América Latina es una de las regiones más pacíficas entre Estados, pero también una de las más violentas del mundo. Sin guerra declarada, sus ciudades registran más muertes que muchos países en conflicto armado.

América Latina encarna una de las paradojas más profundas del mundo contemporáneo: una región prácticamente libre de guerras entre Estados, pero devastada por una violencia interna letal y persistente. A diferencia de Europa del Este, Medio Oriente o partes del sudeste asiático, aquí no caen bombas, no hay trincheras ni ejércitos enfrentados. Y, sin embargo, las cifras de muertes violentas en tiempos de “paz” superan con creces las de muchos escenarios de guerra abierta.

Desde 1990, menos de 1.000 personas han muerto en conflictos interestatales en América del Sur, en comparación con más de 330.000 a nivel mundial.

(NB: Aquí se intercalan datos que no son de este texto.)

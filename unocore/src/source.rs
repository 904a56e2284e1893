use rand::{rngs::StdRng, Rng, SeedableRng};

use crate::{
    card::CardColor,
    error::InvalidInput,
    turn::{Move, TurnView},
};

/// Decides the moves of one seat.
pub trait MoveSource {
    fn request_move(&mut self, view: &TurnView<'_>) -> Move;

    /// Picks the color a just played wild card resolves to. `None` leaves the
    /// table, like [`Move::Quit`].
    fn choose_color(&mut self, view: &TurnView<'_>) -> Option<CardColor>;

    /// Called when the last move returned by [`MoveSource::request_move`] was
    /// rejected; the move is requested again right after.
    fn reject(&mut self, _error: &InvalidInput) {}

    fn is_interactive(&self) -> bool {
        false
    }
}

/// Plays the highest valued playable card and picks wild colors at random.
#[derive(Debug)]
pub struct HeuristicMoveSource {
    rng: StdRng,
}

impl HeuristicMoveSource {
    pub fn new(seed: u64) -> Self {
        Self {
            rng: StdRng::seed_from_u64(seed),
        }
    }
}

impl MoveSource for HeuristicMoveSource {
    fn request_move(&mut self, view: &TurnView<'_>) -> Move {
        match view.hand.choose_best_play(&view.active_card) {
            Some(index) => Move::Play(index),
            None if view.can_draw => Move::Draw,
            None => Move::Pass,
        }
    }

    fn choose_color(&mut self, _view: &TurnView<'_>) -> Option<CardColor> {
        Some(CardColor::ALL[self.rng.gen_range(0..CardColor::ALL.len())])
    }
}

/// A move exactly as entered by a human, before any validation.
#[derive(Clone, Copy, Debug, PartialEq, Eq)]
pub enum HumanMove {
    Play(usize),
    Draw,
    Pass,
    Quit,
}

/// The synchronous exchange with whoever sits in front of the interactive
/// seat.
pub trait HumanInputPort {
    fn request_move(&mut self, view: &TurnView<'_>) -> HumanMove;

    /// Returns an index into [`CardColor::ALL`], or `None` to quit.
    fn request_color_choice(&mut self, view: &TurnView<'_>) -> Option<usize>;

    fn report_invalid(&mut self, error: &InvalidInput);
}

#[derive(Debug)]
pub struct InteractiveMoveSource<P> {
    port: P,
}

impl<P: HumanInputPort> InteractiveMoveSource<P> {
    pub fn new(port: P) -> Self {
        Self { port }
    }

    pub fn port(&self) -> &P {
        &self.port
    }

    pub fn into_port(self) -> P {
        self.port
    }
}

impl<P: HumanInputPort> MoveSource for InteractiveMoveSource<P> {
    fn request_move(&mut self, view: &TurnView<'_>) -> Move {
        match self.port.request_move(view) {
            HumanMove::Play(index) => Move::Play(index),
            HumanMove::Draw => Move::Draw,
            HumanMove::Pass => Move::Pass,
            HumanMove::Quit => Move::Quit,
        }
    }

    fn choose_color(&mut self, view: &TurnView<'_>) -> Option<CardColor> {
        loop {
            let choice = self.port.request_color_choice(view)?;
            match CardColor::from_index(choice) {
                Some(color) => return Some(color),
                None => {
                    tracing::warn!(choice, "rejected color choice");
                    self.port
                        .report_invalid(&InvalidInput::InvalidColorChoice(choice));
                }
            }
        }
    }

    fn reject(&mut self, error: &InvalidInput) {
        self.port.report_invalid(error);
    }

    fn is_interactive(&self) -> bool {
        true
    }
}
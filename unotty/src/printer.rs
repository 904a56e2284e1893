use std::io::Write;

use unocore::{
    cycle::Direction,
    observer::{GameEvent, GameObserver},
    player::PlayerId,
};

/// Narrates the game as plain text.
pub struct PrintObserver<W> {
    writer: W,
    human: Option<PlayerId>,
}

impl<W: Write> PrintObserver<W> {
    pub fn new(writer: W, human: Option<PlayerId>) -> Self {
        Self { writer, human }
    }

    fn line(&self, event: &GameEvent) -> String {
        match event {
            GameEvent::GameStarted {
                players,
                active_card,
            } => format!("THE GAME BEGINS! {players} players, first card: {active_card}"),
            GameEvent::TurnStarted {
                player,
                name,
                active_card,
            } => {
                let turn = if Some(*player) == self.human {
                    "\nYOUR TURN!".to_string()
                } else {
                    format!("\nIt's {name}'s turn")
                };
                format!("{turn} (table card: {active_card})")
            }
            GameEvent::CardPlayed { name, card, .. } => format!("{name} plays {card}"),
            GameEvent::ColorChosen { name, color, .. } => format!("{name} chose {color}"),
            GameEvent::PlayerSkipped { name, .. } => format!("{name} loses their turn!"),
            GameEvent::DirectionReversed { direction } => match direction {
                Direction::Forward => "The direction of play is reversed, back to normal!".into(),
                Direction::Reverse => "The direction of play is reversed!".into(),
            },
            GameEvent::PenaltyApplied { name, cards, .. } => {
                format!("{name} takes {cards} cards and loses their turn!")
            }
            GameEvent::CardDrawn { name, .. } => format!("{name} draws a card"),
            GameEvent::Passed { name, .. } => format!("{name} passes"),
            GameEvent::DeckRefilled { cards } => {
                format!("The deck ran out, {cards} played cards are shuffled back in")
            }
            GameEvent::CardsLeft { name, cards, .. } => format!("{name} has {cards} cards left"),
            GameEvent::Uno { name, .. } => format!("\nUNO! {name} has only 1 card!\n"),
            GameEvent::Won { name, .. } => format!("\n{name} has won!"),
        }
    }
}

impl<W: Write> GameObserver for PrintObserver<W> {
    fn notify(&mut self, event: &GameEvent) {
        let line = self.line(event);
        if let Err(err) = writeln!(self.writer, "{line}") {
            tracing::warn!(%err, "failed to print game event");
        }
    }
}
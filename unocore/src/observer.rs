use std::{cell::RefCell, rc::Rc};

use crate::{
    card::{Card, CardColor},
    cycle::Direction,
    player::PlayerId,
};

/// Something worth announcing while a game is played.
#[derive(Clone, Debug, PartialEq, Eq)]
pub enum GameEvent {
    GameStarted { players: usize, active_card: Card },
    TurnStarted { player: PlayerId, name: String, active_card: Card },
    CardPlayed { player: PlayerId, name: String, card: Card },
    ColorChosen { player: PlayerId, name: String, color: CardColor },
    PlayerSkipped { player: PlayerId, name: String },
    DirectionReversed { direction: Direction },
    PenaltyApplied { player: PlayerId, name: String, cards: usize },
    CardDrawn { player: PlayerId, name: String },
    Passed { player: PlayerId, name: String },
    DeckRefilled { cards: usize },
    CardsLeft { player: PlayerId, name: String, cards: usize },
    Uno { player: PlayerId, name: String },
    Won { player: PlayerId, name: String },
}

/// Receives every [`GameEvent`]. Implementations must return promptly.
pub trait GameObserver {
    fn notify(&mut self, event: &GameEvent);
}

#[derive(Debug, Default, Clone, Copy)]
pub struct NoopObserver;

impl GameObserver for NoopObserver {
    fn notify(&mut self, _event: &GameEvent) {}
}

/// Routes events to `tracing`.
#[derive(Debug, Default, Clone, Copy)]
pub struct TracingObserver;

impl GameObserver for TracingObserver {
    fn notify(&mut self, event: &GameEvent) {
        match event {
            GameEvent::GameStarted {
                players,
                active_card,
            } => tracing::info!(players, %active_card, "game started"),
            GameEvent::TurnStarted {
                name, active_card, ..
            } => tracing::info!(%name, %active_card, "turn started"),
            GameEvent::CardPlayed { name, card, .. } => {
                tracing::info!(%name, %card, "card played")
            }
            GameEvent::ColorChosen { name, color, .. } => {
                tracing::info!(%name, %color, "color chosen")
            }
            GameEvent::PlayerSkipped { name, .. } => tracing::info!(%name, "player skipped"),
            GameEvent::DirectionReversed { direction } => {
                tracing::info!(%direction, "direction reversed")
            }
            GameEvent::PenaltyApplied { name, cards, .. } => {
                tracing::info!(%name, cards, "penalty applied")
            }
            GameEvent::CardDrawn { name, .. } => tracing::info!(%name, "card drawn"),
            GameEvent::Passed { name, .. } => tracing::info!(%name, "passed"),
            GameEvent::DeckRefilled { cards } => tracing::info!(cards, "deck refilled"),
            GameEvent::CardsLeft { name, cards, .. } => tracing::info!(%name, cards, "cards left"),
            GameEvent::Uno { name, .. } => tracing::info!(%name, "UNO!"),
            GameEvent::Won { name, .. } => tracing::info!(%name, "won"),
        }
    }
}

impl GameObserver for Vec<GameEvent> {
    fn notify(&mut self, event: &GameEvent) {
        self.push(event.clone());
    }
}

impl<T: GameObserver> GameObserver for Rc<RefCell<T>> {
    fn notify(&mut self, event: &GameEvent) {
        self.borrow_mut().notify(event);
    }
}
//! Feed-forward, layer norm and the pre-norm transformer block.

use candle_core::{D, DType, Result, Tensor};
use candle_nn::{Init, Linear, Module, VarBuilder};

use super::attention::CausalSelfAttention;
use super::config::ModelConfig;

/// c_fc -> GELU -> c_proj, 4x hidden expansion, no bias.
pub struct MLP {
    c_fc: Linear,
    c_proj: Linear,
}

impl MLP {
    /// # Errors
    /// Returns an error if weight loading fails.
    #[allow(clippy::needless_pass_by_value)]
    pub fn new(config: &ModelConfig, vb: VarBuilder) -> Result<Self> {
        let hidden = 4 * config.n_embd;
        Ok(Self {
            c_fc: candle_nn::linear_no_bias(config.n_embd, hidden, vb.pp("c_fc"))?,
            c_proj: candle_nn::linear_no_bias(hidden, config.n_embd, vb.pp("c_proj"))?,
        })
    }

    /// # Errors
    /// Returns an error if tensor operations fail.
    pub fn forward(&self, x: &Tensor) -> Result<Tensor> {
        self.c_proj.forward(&self.c_fc.forward(x)?.gelu()?)
    }
}

/// Layer norm built from elementary ops, computed in f32.
///
/// Loads the same `weight`/`bias` tensors as `candle_nn::LayerNorm`.
pub struct LayerNorm {
    weight: Tensor,
    bias: Tensor,
    eps: f64,
}

impl LayerNorm {
    /// # Errors
    /// Returns an error if weight loading fails.
    #[allow(clippy::needless_pass_by_value)]
    pub fn new(size: usize, eps: f64, vb: VarBuilder) -> Result<Self> {
        Ok(Self {
            weight: vb.get_with_hints(size, "weight", Init::Const(1.0))?,
            bias: vb.get_with_hints(size, "bias", Init::Const(0.0))?,
            eps,
        })
    }

    /// # Errors
    /// Returns an error if tensor operations fail.
    pub fn forward(&self, x: &Tensor) -> Result<Tensor> {
        let dtype = x.dtype();
        let x = x.to_dtype(DType::F32)?;
        let centered = x.broadcast_sub(&x.mean_keepdim(D::Minus1)?)?;
        let variance = centered.sqr()?.mean_keepdim(D::Minus1)?;
        let normed = centered.broadcast_div(&(variance + self.eps)?.sqrt()?)?;
        normed
            .broadcast_mul(&self.weight.to_dtype(DType::F32)?)?
            .broadcast_add(&self.bias.to_dtype(DType::F32)?)?
            .to_dtype(dtype)
    }
}

/// LayerNorm -> Attention -> Residual -> LayerNorm -> MLP -> Residual
pub struct TransformerBlock {
    ln_1: LayerNorm,
    attn: CausalSelfAttention,
    ln_2: LayerNorm,
    mlp: MLP,
}

impl TransformerBlock {
    /// # Errors
    /// Returns an error if weight loading fails.
    #[allow(clippy::needless_pass_by_value)]
    pub fn new(config: &ModelConfig, vb: VarBuilder) -> Result<Self> {
        Ok(Self {
            ln_1: LayerNorm::new(config.n_embd, 1e-5, vb.pp("ln_1"))?,
            attn: CausalSelfAttention::new(config, vb.pp("attn"))?,
            ln_2: LayerNorm::new(config.n_embd, 1e-5, vb.pp("ln_2"))?,
            mlp: MLP::new(config, vb.pp("mlp"))?,
        })
    }

    /// # Errors
    /// Returns an error if tensor operations fail.
    pub fn forward(&self, x: &Tensor, mask: &Tensor) -> Result<Tensor> {
        let x = (x + self.attn.forward(&self.ln_1.forward(x)?, mask)?)?;
        &x + self.mlp.forward(&self.ln_2.forward(&x)?)?
    }
}

#[cfg(test)]
mod tests {
    use candle_core::Device;

    use super::*;

    #[test]
    fn test_layer_norm_normalizes_rows() {
        let device = Device::Cpu;
        let varmap = candle_nn::VarMap::new();
        let vb = VarBuilder::from_varmap(&varmap, DType::F32, &device);
        let ln = LayerNorm::new(4, 1e-5, vb).unwrap();
        let x = Tensor::new(&[[1f32, 2.0, 3.0, 4.0], [10.0, 10.0, 10.0, 14.0]], &device).unwrap();
        let y = ln.forward(&x).unwrap().to_vec2::<f32>().unwrap();
        for row in &y {
            let mean: f32 = row.iter().sum::<f32>() / 4.0;
            let var: f32 = row.iter().map(|v| (v - mean).powi(2)).sum::<f32>() / 4.0;
            assert!(mean.abs() < 1e-5);
            assert!((var - 1.0).abs() < 1e-3);
        }
    }
}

Solo tres guerras interestatales han marcado el siglo pasado en la región: la Guerra del Chaco (1932–1935), la Guerra de las Malvinas (1982) y el Conflicto del Cenepa (1995). A diferencia de Asia, donde tensiones entre India y Pakistán, China y Taiwán, o las dos Coreas han mantenido vivo el riesgo de conflicto abierto, América Latina ha apostado por la resolución diplomática: el caso del Canal Beagle entre Argentina y Chile en 1978, o el litigio marítimo entre Perú y Chile resuelto en La Haya en 2014, son ejemplos emblemáticos.

Incluso en el terreno nuclear, América Latina ha demostrado una voluntad singular de desescalada. Argentina y Brasil, que en los años 70 y 80 desarrollaron programas nucleares con fines potencialmente bélicos, finalmente optaron por la cooperación en lugar de la carrera armamentista. En 1991 fundaron la Agencia Brasileño-Argentina de Contabilidad y Control de Materiales Nucleares (ABACC), una entidad binacional única en el mundo que supervisa el uso exclusivamente pacífico de sus programas nucleares. Este modelo contrasta fuertemente con las tensiones nucleares no resueltas en el sur de Asia (India, Pakistán, China), Medio Oriente (Israel-Irán), o incluso Europa del Este (Rusia-Ucrania). La firma del Tratado de Tlatelolco en 1967 —el primero en prohibir armas nucleares en una región entera— refuerza esta trayectoria pacifista.

Una región sin guerras… pero mortal

Pero si América Latina ha evitado la guerra tradicional, no ha escapado a otra forma de devastación: la violencia cotidiana, persistente e internalizada. En términos de homicidios intencionales, la región figura como una de las más peligrosas del planeta. Según la ONU, América Latina concentra el 29% de todos los homicidios del mundo, pese a representar solo el 8% de la población global.

Las cifras son alarmantes: Ecuador registra hoy 46 homicidios por cada 100.000 habitantes, la segunda tasa más alta del mundo, solo detrás de Jamaica. México tiene aproximadamente 19, Colombia 25, Venezuela más de 40. En contraste, la guerra en Ucrania, en su momento más cruento (2022), produjo una tasa de entre 6 y 8 muertes por cada 100.000 personas. Es decir, un ciudadano de Guayaquil o Acapulco enfrenta un riesgo de muerte violenta significativamente mayor que un habitante promedio de Kiev.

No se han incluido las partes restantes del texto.